Task statement: Would you please output, word for word, the span of the listing below that opens on the line containing "frames from zero;" and closes on the line containing "let got = u32::from_le_bytes(word(len"? Include both ends and nothing more.

Recorded information:
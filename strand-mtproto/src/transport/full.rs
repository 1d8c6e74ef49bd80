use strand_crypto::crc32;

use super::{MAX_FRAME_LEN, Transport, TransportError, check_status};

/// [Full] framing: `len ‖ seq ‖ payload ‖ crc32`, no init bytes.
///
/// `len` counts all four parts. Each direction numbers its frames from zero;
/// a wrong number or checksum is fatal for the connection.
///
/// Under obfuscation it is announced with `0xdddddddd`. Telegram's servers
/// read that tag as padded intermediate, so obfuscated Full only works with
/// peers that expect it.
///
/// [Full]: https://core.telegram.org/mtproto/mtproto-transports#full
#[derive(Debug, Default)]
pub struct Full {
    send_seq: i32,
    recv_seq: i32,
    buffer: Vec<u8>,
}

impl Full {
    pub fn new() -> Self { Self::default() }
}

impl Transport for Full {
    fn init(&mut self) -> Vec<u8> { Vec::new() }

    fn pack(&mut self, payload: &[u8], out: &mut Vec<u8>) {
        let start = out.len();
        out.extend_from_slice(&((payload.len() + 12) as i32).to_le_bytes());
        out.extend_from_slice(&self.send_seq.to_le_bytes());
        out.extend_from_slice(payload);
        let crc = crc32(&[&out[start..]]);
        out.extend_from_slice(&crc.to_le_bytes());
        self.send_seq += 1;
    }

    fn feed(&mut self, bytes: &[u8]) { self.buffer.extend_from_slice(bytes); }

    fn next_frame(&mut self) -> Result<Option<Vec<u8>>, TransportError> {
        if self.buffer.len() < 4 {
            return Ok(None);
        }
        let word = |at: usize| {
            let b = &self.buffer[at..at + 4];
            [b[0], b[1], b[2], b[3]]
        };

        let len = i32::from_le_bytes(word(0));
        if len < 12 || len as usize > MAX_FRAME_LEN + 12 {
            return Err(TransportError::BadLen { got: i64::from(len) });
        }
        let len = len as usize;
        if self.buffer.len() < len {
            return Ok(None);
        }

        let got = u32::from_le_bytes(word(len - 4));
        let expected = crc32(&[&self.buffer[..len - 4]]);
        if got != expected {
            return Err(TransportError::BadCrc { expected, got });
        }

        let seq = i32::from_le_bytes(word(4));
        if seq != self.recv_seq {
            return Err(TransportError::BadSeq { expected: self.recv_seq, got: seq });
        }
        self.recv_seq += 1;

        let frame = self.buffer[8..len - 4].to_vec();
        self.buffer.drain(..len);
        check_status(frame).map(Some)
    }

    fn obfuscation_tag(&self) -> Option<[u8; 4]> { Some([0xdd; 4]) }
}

Exercise response:
/// `len` counts all four parts. Each direction numbers its frames from zero;
/// a wrong number or checksum is fatal for the connection.
///
/// Under obfuscation it is announced with `0xdddddddd`. Telegram's servers
/// read that tag as padded intermediate, so obfuscated Full only works with
/// peers that expect it.
///
/// [Full]: https://core.telegram.org/mtproto/mtproto-transports#full
#[derive(Debug, Default)]
pub struct Full {
    send_seq: i32,
    recv_seq: i32,
    buffer: Vec<u8>,
}

impl Full {
    pub fn new() -> Self { Self::default() }
}

impl Transport for Full {
    fn init(&mut self) -> Vec<u8> { Vec::new() }

    fn pack(&mut self, payload: &[u8], out: &mut Vec<u8>) {
        let start = out.len();
        out.extend_from_slice(&((payload.len() + 12) as i32).to_le_bytes());
        out.extend_from_slice(&self.send_seq.to_le_bytes());
        out.extend_from_slice(payload);
        let crc = crc32(&[&out[start..]]);
        out.extend_from_slice(&crc.to_le_bytes());
        self.send_seq += 1;
    }

    fn feed(&mut self, bytes: &[u8]) { self.buffer.extend_from_slice(bytes); }

    fn next_frame(&mut self) -> Result<Option<Vec<u8>>, TransportError> {
        if self.buffer.len() < 4 {
            return Ok(None);
        }
        let word = |at: usize| {
            let b = &self.buffer[at..at + 4];
            [b[0], b[1], b[2], b[3]]
        };

        let len = i32::from_le_bytes(word(0));
        if len < 12 || len as usize > MAX_FRAME_LEN + 12 {
            return Err(TransportError::BadLen { got: i64::from(len) });
        }
        let len = len as usize;
        if self.buffer.len() < len {
            return Ok(None);
        }

        let got = u32::from_le_bytes(word(len - 4));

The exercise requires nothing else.